Georg Schwarzenberger wuchs in Heilbronn auf, besuchte dort das Karls-Gymnasium und studierte anschließend Rechtswissenschaften in Heidelberg, Frankfurt, Berlin, Tübingen, Paris und London. 1929/30 wurde er bei Carlo Schmid in Tübingen mit einer Arbeit über das Völkerbundsmandat für Palästina zum Dr. iur. promoviert. Er war Mitglied der SPD und engagierte sich in den Wahlkämpfen 1932/33 gegen die Nationalsozialisten. Nach deren Machtübernahme wurde er wegen seiner jüdischen Abstammung und seines Engagements für die Sozialdemokratie im Dezember 1933 aus dem Referendariat entlassen. Schwarzenberger war ein Schüler des Rechtsphilosophen und Heidelberger Professors Gustav Radbruch und wurde von diesem gefördert; den Nationalsozialisten galt er als „Vertrauter des SPD-Bonzen Radbruch“.[1] Als Schwarzenberger die Einlieferung in das KZ Heuberg drohte, floh er zusammen mit seiner nichtjüdischen Frau Susanna Schwarzenberger zunächst in die Schweiz, und beide emigrierten dann 1934 nach Großbritannien. Später wurde er, wie auch seine Frau – die erste juristische Assistentin in Heidelberg –, der sogenannten „Assistentengeneration“ der Emigration von Wissenschaftlern in der Zeit des Nationalsozialismus zugerechnet, da er noch keine akademische Reputation vorweisen konnte und noch nicht über breitere Kontakte in Wissenschaftskreisen verfügte.[2][3] 1940 wurde er als feindlicher Ausländer für einige Monate interniert.

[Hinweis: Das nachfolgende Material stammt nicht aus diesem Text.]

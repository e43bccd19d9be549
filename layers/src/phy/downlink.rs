//! Synthetic LTE Downlink Generator
//!
//! Produces a continuous baseband stream with PSS/SSS on the positions
//! defined for the configured duplex mode and CP length, optional QPSK
//! payload, and the impairments the receiver has to cope with: carrier
//! offset, white noise and sample-clock drift.

use crate::LayerError;
use common::{CellIdentity, CyclicPrefixKind, DuplexMode};
use interfaces::{InterfaceError, SampleSource};
use num_complex::Complex32;
use rand::rngs::StdRng;
use rand::{Rng, SeedableRng};
use rand_distr::{Distribution, Normal};
use serde::{Deserialize, Serialize};
use std::collections::VecDeque;
use std::f32::consts::FRAC_1_SQRT_2;
use tracing::{debug, trace};

use super::frame_structure::Numerology;
use super::ofdm::{apply_frequency_shift, OfdmModulator};
use super::pss_sss::{map_to_subcarriers, PssGenerator, SssGenerator};

/// Highest subcarrier index (either side of DC) carrying payload
const DATA_SUBCARRIERS: usize = 36;

/// Generator settings
#[derive(Debug, Clone, Serialize, Deserialize)]
#[serde(default)]
pub struct DownlinkConfig {
    /// FFT size
    pub fft_size: usize,
    /// Transmitted cell
    pub cell: CellIdentity,
    /// CP length
    pub cp: CyclicPrefixKind,
    /// Duplex mode
    pub duplex_mode: DuplexMode,
    /// Fill non-sync symbols with random QPSK
    pub data_fill: bool,
    /// Carrier offset in Hz
    pub cfo_hz: f32,
    /// Per-resource-element SNR in dB; `None` disables noise
    pub snr_db: Option<f32>,
    /// RNG seed for payload and noise
    pub seed: u64,
    /// Insert one sample before subframes 0/5 every this many half-frames (0 disables)
    pub drift_period_half_frames: u32,
    /// Zero samples emitted before the first subframe
    pub initial_delay: usize,
}

impl Default for DownlinkConfig {
    fn default() -> Self {
        Self {
            fft_size: 128,
            cell: CellIdentity { n_id_1: 0, n_id_2: 0 },
            cp: CyclicPrefixKind::Normal,
            duplex_mode: DuplexMode::Fdd,
            data_fill: false,
            cfo_hz: 0.0,
            snr_db: None,
            seed: 0,
            drift_period_half_frames: 0,
            initial_delay: 0,
        }
    }
}

/// Subframe-by-subframe downlink signal source
pub struct DownlinkGenerator {
    /// Settings
    config: DownlinkConfig,
    /// Subframe geometry
    numerology: Numerology,
    /// OFDM modulator
    modulator: OfdmModulator,
    /// PSS sequence
    pss: Vec<Complex32>,
    /// SSS sequences
    sss: SssGenerator,
    /// Payload and noise RNG
    rng: StdRng,
    /// Noise distribution per I/Q component
    noise: Option<Normal<f32>>,
    /// Frequency-domain symbol under construction
    grid: Vec<Complex32>,
    /// Subframe under construction
    subframe: Vec<Complex32>,
    /// Samples generated but not yet handed out
    queue: VecDeque<Complex32>,
    /// Next subframe index (0-9)
    subframe_index: u32,
    /// PSS half-frames started so far
    half_frames: u64,
    /// Stream samples generated so far
    samples_generated: u64,
}

impl DownlinkGenerator {
    /// Create a generator
    pub fn new(config: DownlinkConfig) -> Result<Self, LayerError> {
        let numerology = Numerology::new(config.fft_size, config.cp)?;
        let pss = PssGenerator::new(config.cell.n_id_2)?.generate();
        let sss = SssGenerator::new(config.cell)?;

        let noise = match config.snr_db {
            Some(snr_db) => {
                let sigma = (10.0_f32.powf(-snr_db / 10.0) / 2.0).sqrt();
                Some(Normal::new(0.0, sigma).map_err(|e| {
                    LayerError::InvalidConfiguration(format!("noise for SNR {} dB: {}", snr_db, e))
                })?)
            }
            None => None,
        };

        debug!(
            "Downlink generator: {}, N={}, CP {}, {}, CFO {} Hz, SNR {:?} dB",
            config.cell, config.fft_size, config.cp, config.duplex_mode, config.cfo_hz, config.snr_db
        );

        Ok(Self {
            modulator: OfdmModulator::new(numerology),
            numerology,
            pss,
            sss,
            rng: StdRng::seed_from_u64(config.seed),
            noise,
            grid: vec![Complex32::new(0.0, 0.0); config.fft_size],
            subframe: Vec::with_capacity(numerology.subframe_len() + 1),
            queue: std::iter::repeat(Complex32::new(0.0, 0.0))
                .take(config.initial_delay)
                .collect(),
            subframe_index: 0,
            half_frames: 0,
            samples_generated: config.initial_delay as u64,
            config,
        })
    }

    /// Settings
    pub fn config(&self) -> &DownlinkConfig {
        &self.config
    }

    /// Subframe geometry
    pub fn numerology(&self) -> &Numerology {
        &self.numerology
    }

    /// Index of the next subframe to be generated
    pub fn next_subframe_index(&self) -> u32 {
        self.subframe_index
    }

    /// Stream samples generated so far
    pub fn samples_generated(&self) -> u64 {
        self.samples_generated
    }

    /// Generate `count` subframes, preceded by any samples still queued
    pub fn generate_subframes(&mut self, count: usize) -> Result<Vec<Complex32>, LayerError> {
        let mut out: Vec<Complex32> = self.queue.drain(..).collect();
        for _ in 0..count {
            self.build_subframe()?;
            out.extend_from_slice(&self.subframe);
        }
        Ok(out)
    }

    fn build_subframe(&mut self) -> Result<(), LayerError> {
        let sf = self.subframe_index;
        let duplex = self.config.duplex_mode;
        let nsym = self.numerology.symbols_per_slot();
        let pss_symbol = self.numerology.pss_symbol(duplex);
        let sss_position = match duplex {
            DuplexMode::Fdd => (0, nsym - 2),
            DuplexMode::Tdd => (1, nsym - 1),
        };
        let sss_subframe = sf == 0 || sf == 5;

        self.subframe.clear();
        if sss_subframe {
            self.half_frames += 1;
            let period = self.config.drift_period_half_frames as u64;
            if period > 0 && self.half_frames % period == 0 {
                self.subframe.push(Complex32::new(0.0, 0.0));
            }
        }

        for slot in 0..2 {
            for symbol in 0..nsym {
                self.grid.fill(Complex32::new(0.0, 0.0));
                if slot == 0 && symbol == pss_symbol && duplex.is_pss_subframe(sf) {
                    map_to_subcarriers(&self.pss, &mut self.grid);
                } else if sss_subframe && (slot, symbol) == sss_position {
                    map_to_subcarriers(&self.sss.generate(sf), &mut self.grid);
                } else if self.config.data_fill {
                    self.fill_payload();
                }
                self.modulator.modulate(&self.grid, symbol, &mut self.subframe)?;
            }
        }

        let cfo = self.config.cfo_hz / common::SUBCARRIER_SPACING_HZ;
        apply_frequency_shift(&mut self.subframe, cfo, self.config.fft_size, self.samples_generated);

        if let Some(noise) = &self.noise {
            for sample in self.subframe.iter_mut() {
                *sample += Complex32::new(noise.sample(&mut self.rng), noise.sample(&mut self.rng));
            }
        }

        trace!("Generated subframe {} ({} samples)", sf, self.subframe.len());
        self.samples_generated += self.subframe.len() as u64;
        self.subframe_index = (sf + 1) % common::time::SUBFRAMES_PER_FRAME;
        Ok(())
    }

    /// Random unit-power QPSK on the payload subcarriers
    fn fill_payload(&mut self) {
        let n = self.config.fft_size;
        let width = DATA_SUBCARRIERS.min(n / 2 - 1);
        for k in 1..=width {
            for bin in [k, n - k] {
                let re = if self.rng.gen::<bool>() { FRAC_1_SQRT_2 } else { -FRAC_1_SQRT_2 };
                let im = if self.rng.gen::<bool>() { FRAC_1_SQRT_2 } else { -FRAC_1_SQRT_2 };
                self.grid[bin] = Complex32::new(re, im);
            }
        }
    }
}

/// Wrap a generator failure for the sample source interface
fn generator_error(error: LayerError) -> InterfaceError {
    InterfaceError::Generator(Box::new(error))
}

impl SampleSource for DownlinkGenerator {
    fn receive(&mut self, buffer: &mut [Complex32], _blocking: bool) -> Result<usize, InterfaceError> {
        let len = buffer.len();
        while self.queue.len() < len {
            self.build_subframe().map_err(generator_error)?;
            self.queue.extend(self.subframe.iter().copied());
        }
        for (dst, src) in buffer.iter_mut().zip(self.queue.drain(..len)) {
            *dst = src;
        }
        Ok(len)
    }
}
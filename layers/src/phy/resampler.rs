//! Integer Decimator for Correlation Front End
//!
//! Lowpass-filters and downsamples the receive window by an integer factor so
//! the PSS search can run at a reduced rate. The windowed-sinc filter has
//! `8 * factor + 1` taps and a fixed group delay of `4 * factor` input samples.

use crate::LayerError;
use num_complex::Complex32;
use std::f32::consts::PI;
use tracing::debug;

/// Filter taps per unit of decimation factor
const TAPS_PER_FACTOR: usize = 8;

/// FIR decimator
#[derive(Debug, Clone)]
pub struct Decimator {
    /// Decimation factor (D)
    factor: usize,
    /// Lowpass filter coefficients
    taps: Vec<f32>,
}

impl Decimator {
    /// Create a decimator for `factor` (1 disables filtering)
    pub fn new(factor: usize) -> Result<Self, LayerError> {
        if factor == 0 {
            return Err(LayerError::InvalidConfiguration(
                "decimation factor must be at least 1".to_string(),
            ));
        }

        let taps = if factor == 1 {
            vec![1.0]
        } else {
            // Cutoff at the decimated Nyquist frequency
            design_lowpass_filter(TAPS_PER_FACTOR * factor + 1, 0.5 / factor as f64, 1.0)
        };

        debug!("Decimator: D={}, {} taps, group delay {}", factor, taps.len(), (taps.len() - 1) / 2);

        Ok(Self { factor, taps })
    }

    /// Decimation factor
    pub fn factor(&self) -> usize {
        self.factor
    }

    /// Filter delay in input samples
    pub fn group_delay(&self) -> usize {
        (self.taps.len() - 1) / 2
    }

    /// Number of output samples produced from `input_len` input samples
    pub fn output_len(&self, input_len: usize) -> usize {
        input_len / self.factor
    }

    /// Filter and downsample `input` into `output`.
    ///
    /// Samples before the start of `input` are treated as zero.
    pub fn process(&self, input: &[Complex32], output: &mut [Complex32]) {
        if self.factor == 1 {
            let n = output.len().min(input.len());
            output[..n].copy_from_slice(&input[..n]);
            return;
        }

        for (m, out) in output.iter_mut().enumerate().take(self.output_len(input.len())) {
            let center = m * self.factor;
            let mut acc = Complex32::new(0.0, 0.0);
            for (k, &tap) in self.taps.iter().enumerate().take(center + 1) {
                acc += input[center - k] * tap;
            }
            *out = acc;
        }
    }
}

/// Design lowpass FIR filter using windowed sinc method
fn design_lowpass_filter(num_taps: usize, cutoff_hz: f64, sample_rate: f64) -> Vec<f32> {
    let mut taps = vec![0.0f32; num_taps];
    let center = (num_taps - 1) as f32 / 2.0;
    let omega_c = 2.0 * PI * (cutoff_hz / sample_rate) as f32;

    for (i, tap) in taps.iter_mut().enumerate() {
        let n = i as f32 - center;

        // Sinc function
        let sinc = if n.abs() < 1e-10 {
            omega_c / PI
        } else {
            (omega_c * n).sin() / (PI * n)
        };

        // Hamming window
        let window = 0.54 - 0.46 * (2.0 * PI * i as f32 / (num_taps - 1) as f32).cos();

        *tap = sinc * window;
    }

    // Normalize to unit DC gain
    let sum: f32 = taps.iter().sum();
    for tap in &mut taps {
        *tap /= sum;
    }

    taps
}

1936 promovierte Schwarzenberger in London zum Dr. phil. Von 1938 bis 1945 war er als Lecturer für International Law and Relations an der University of London tätig. Im nationalsozialistischen Deutschland wurden ihm 1939 die deutsche Staatsbürgerschaft und der deutsche Doktor-Grad aberkannt. Seine Eltern, sein Bruder und seine Schwester und deren Kinder, mit Ausnahme einer Nichte, wurden von den Nationalsozialisten ermordet. Seine religiösen Wurzeln hatte Schwarzenberger nach der Emigration abgeschnitten und trat zur United Reformed Church über. Von 1945 bis 1962 war er Reader für International Law an der University of London, von 1962 bis 1975 war er dort Professor, seit 1975 Emeritus. Von 1934 bis 1943 war Schwarzenberger Secretary am London Institute of World Affairs, von 1943 bis 1962 Director of Studies, von 1962 bis 1983 Director und seit 1983 Vice-President. 1955 wurde er von der englischen Anwaltskammer Gray’s Inn als Barrister-at-Law zugelassen.[3][4]

Zu den zentralen Aspekten der wissenschaftlichen Ansätze von Schwarzenberger gehörte das Spannungsfeld zwischen Völkerrecht und Politik. Trotz seiner Verankerung in der deutschen Völkerrechtstheorie der ersten Hälfte des 20. Jahrhunderts ließ ihn dies zu einem Außenseiter in der Völkerrechtswissenschaft werden. Seine machtpolitische Konzeption des Völkerrechts wird heute der realistischen Schule der Internationalen Beziehungen zugerechnet und verbindet ihn mit Namen wie Hans Morgenthau oder Henry Kissinger.[2]

Georg Schwarzenberger war von 1931 bis zu seinem Tod mit Susanna Schwarzenberger verheiratet, gemeinsamer Sohn des Ehepaars war der Mathematikprofessor Rolph Ludwig Edward Schwarzenberger (1936–1992).

Werke (Auswahl)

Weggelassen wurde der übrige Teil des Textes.